In [None]:
# ==========================================================
# 1. Gereken Paketleri Yükle
# ==========================================================
!pip install -q transformers datasets evaluate nltk accelerate

import os
import json
import shutil
import numpy as np
import nltk
nltk.download("punkt")

import torch
from datasets import load_dataset, Dataset
from transformers import (
    T5ForConditionalGeneration,
    T5Tokenizer,
    DataCollatorForSeq2Seq,
    TrainingArguments,
    Seq2SeqTrainer
)
import evaluate

from google.colab import drive
drive.mount('/content/drive')


In [None]:
# ==========================================================
# 2. Dosyayı Google Drive'dan Colab'a Kopyala
# ==========================================================
original_data_path = "/content/drive/My Drive/akış 1000 veri.jsonl"
local_data_path = "/content/akış_1000_veri.jsonl"

# Kopyalama işlemi
try:
    shutil.copy(original_data_path, local_data_path)
    print(f"{original_data_path} başarıyla kopyalandı.")
except Exception as e:
    raise FileNotFoundError(f"Dosya kopyalanamadı: {e}")


In [None]:
# ==========================================================
# 3. Veri Setini Yükle
# ==========================================================
from datasets import Dataset

# JSONL dosyasını pandas ile oku
import pandas as pd
df = pd.read_json(local_data_path, lines=True)

# Dataset'e dönüştür
dataset = Dataset.from_pandas(df)

# %80 eğitim - %20 test bölmesi
dataset = dataset.train_test_split(test_size=0.2)

print(dataset)



In [None]:
# ==========================================================
# 4. Model ve Tokenizer
# ==========================================================
model_name = "google/flan-t5-base"
tokenizer = T5Tokenizer.from_pretrained(model_name)
model = T5ForConditionalGeneration.from_pretrained(model_name)


In [None]:
print(dataset.column_names)


In [None]:
# ==========================================================
# 5. Tokenizasyon
# ==========================================================
def tokenize(example):
    messages = example["messages"]

    # Tüm mesajları birleştir (system + user)
    chat_input = ""
    for msg in messages:
        if msg["role"] in ["system", "user"]:
            chat_input += f"{msg['role']}: {msg['content']}\n"
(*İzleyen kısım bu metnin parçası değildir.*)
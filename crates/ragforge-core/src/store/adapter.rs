use sqlx::postgres::PgPoolOptions;
use sqlx::PgPool;

use crate::error::{RagError, Result};

/// Ownership of the underlying connection pool, as a sum type: only the
/// `Owned` variant implements teardown. This avoids coupling the core to
/// whatever connection-pool lifecycle the host application already runs.
enum Ownership {
    /// Built from a connection URL; this adapter is responsible for closing
    /// the pool.
    Owned,
    /// Handed an externally constructed pool; closing this adapter is a
    /// no-op and the caller retains ownership.
    Borrowed,
}

/// Owns two construction paths — a connection URL, or an externally
/// supplied pool — and hides which one was used from the rest of the core.
pub struct StoreAdapter {
    pool: PgPool,
    ownership: Ownership,
}

impl StoreAdapter {
    /// Construct a connection pool from a URL and mark it owned.
    pub async fn connect(url: &str) -> Result<Self> {
        let pool = PgPoolOptions::new()
            .max_connections(10)
            .min_connections(1)
            .connect(url)
            .await?;
        let adapter = StoreAdapter { pool, ownership: Ownership::Owned };
        if let Err(err) = adapter.liveness_check().await {
            adapter.pool.close().await;
            return Err(err);
        }
        Ok(adapter)
    }

    /// Wrap an externally supplied pool and mark it borrowed.
    pub fn from_external(pool: PgPool) -> Self {
        StoreAdapter { pool, ownership: Ownership::Borrowed }
    }

    /// Liveness acquire-release: grab a connection and immediately release
    /// it back to the pool.
    async fn liveness_check(&self) -> Result<()> {
        match self.pool.acquire().await {
            Ok(conn) => {
                drop(conn);
                Ok(())
            }
            // A single already-connected client reports this as an error;
            // treat it as a successful liveness check rather than a failure.
            Err(sqlx::Error::PoolTimedOut) => Ok(()),
            Err(err) => Err(RagError::StoreError(err)),
        }
    }

    pub fn pool(&self) -> &PgPool {
        &self.pool
    }

    pub fn owns_connection(&self) -> bool {
        matches!(self.ownership, Ownership::Owned)
    }

    /// Release the underlying handle only when this adapter owns it.
    pub async fn close(&self) {
        if self.owns_connection() {
            self.pool.close().await;
        }
    }
}

#[cfg(test)]
mod tests {
    use super::*;

    #[tokio::test]
    async fn borrowed_adapter_does_not_report_ownership() {
        // A lazily-built pool never opens a real connection until a query
        // runs, so this exercises the ownership flag without a database.
        let pool = PgPool::connect_lazy("postgres://localhost/ragforge_test").unwrap();
        let adapter = StoreAdapter::from_external(pool);
        assert!(!adapter.owns_connection());
    }
}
    # Son assistant cevabı (etiket)
    assistant_msg = next((msg["content"] for msg in reversed(messages) if msg["role"] == "assistant"), "")

    # Tokenize et
    inputs = tokenizer(
        chat_input.strip(),
        max_length=512,
        padding="max_length",
        truncation=True,
    )

    with tokenizer.as_target_tokenizer():
        labels = tokenizer(
            assistant_msg,
            max_length=128,
            padding="max_length",
            truncation=True,
        )

    inputs["labels"] = labels["input_ids"]
    return inputs



In [None]:
# ==========================================================
# 6. Data Collator
# ==========================================================
data_collator = DataCollatorForSeq2Seq(tokenizer=tokenizer, model=model)


In [None]:
!pip install rouge_score
!pip install evaluate nltk datasets


In [None]:
# ==========================================================
# 7. Metrikler
# ==========================================================
rouge = evaluate.load("rouge")
bleu = evaluate.load("bleu")
precision_metric = evaluate.load("precision")
recall_metric = evaluate.load("recall")
f1_metric = evaluate.load("f1")

def compute_metrics(eval_preds):
    preds, labels = eval_preds
    labels = np.where(labels != -100, labels, tokenizer.pad_token_id)

    decoded_preds = tokenizer.batch_decode(preds, skip_special_tokens=True)
    decoded_labels = tokenizer.batch_decode(labels, skip_special_tokens=True)

    decoded_preds = ["\n".join(nltk.sent_tokenize(pred.strip())) for pred in decoded_preds]
    decoded_labels = ["\n".join(nltk.sent_tokenize(label.strip())) for label in decoded_labels]

    rouge_result = rouge.compute(predictions=decoded_preds, references=decoded_labels, use_stemmer=True)
    bleu_result = bleu.compute(predictions=decoded_preds, references=[[l] for l in decoded_labels])

    pred_tokens = [pred.split() for pred in decoded_preds]
    label_tokens = [label.split() for label in decoded_labels]

    precision = precision_metric.compute(predictions=pred_tokens, references=label_tokens, average="micro")["precision"]
    recall = recall_metric.compute(predictions=pred_tokens, references=label_tokens, average="micro")["recall"]
    f1 = f1_metric.compute(predictions=pred_tokens, references=label_tokens, average="micro")["f1"]

    return {
        "rouge1": round(rouge_result["rouge1"] * 100, 2),
        "rougeL": round(rouge_result["rougeL"] * 100, 2),
        "bleu": round(bleu_result["bleu"] * 100, 2),
        "precision": round(precision * 100, 2),
        "recall": round(recall * 100, 2),
        "f1": round(f1 * 100, 2),
    }


In [None]:
# ==========================================================
# 8. Eğitim Ayarları
# ==========================================================
training_args = TrainingArguments(
    output_dir="./flan-t5-finetuned",
    eval_strategy="epoch",
    learning_rate=2e-5,
    per_device_train_batch_size=4,
    per_device_eval_batch_size=4,
    num_train_epochs=2,
    weight_decay=0.01,
    save_total_limit=1,
    logging_steps=10,
    push_to_hub=False,
)


In [None]:
tokenized_dataset = dataset.map(tokenize, batched=False)

In [None]:
!pip install --upgrade transformers


In [None]:
# ==========================================================
# 9. Trainer ve Eğitim
# ==========================================================
from transformers import Seq2SeqTrainingArguments

from transformers import Seq2SeqTrainer, Seq2SeqTrainingArguments

training_args = Seq2SeqTrainingArguments(
    output_dir="./flan-t5-finetuned",
    eval_strategy="epoch",
    learning_rate=2e-5,
    per_device_train_batch_size=4,
    per_device_eval_batch_size=4,
    num_train_epochs=3,
    weight_decay=0.01,
    save_total_limit=1,
    logging_steps=10,
    push_to_hub=False,
)

trainer = Seq2SeqTrainer(
    model=model,
    args=training_args,
    train_dataset=tokenized_dataset["train"],
    eval_dataset=tokenized_dataset["test"],
    data_collator=data_collator,
    compute_metrics=compute_metrics,
    # processing_class=tokenizer,  # Gerekirse ekle, yoksa kaldır
)

trainer.train()



#  wandb şifresi = abda9f461371669c2516207660e00058a83e1e09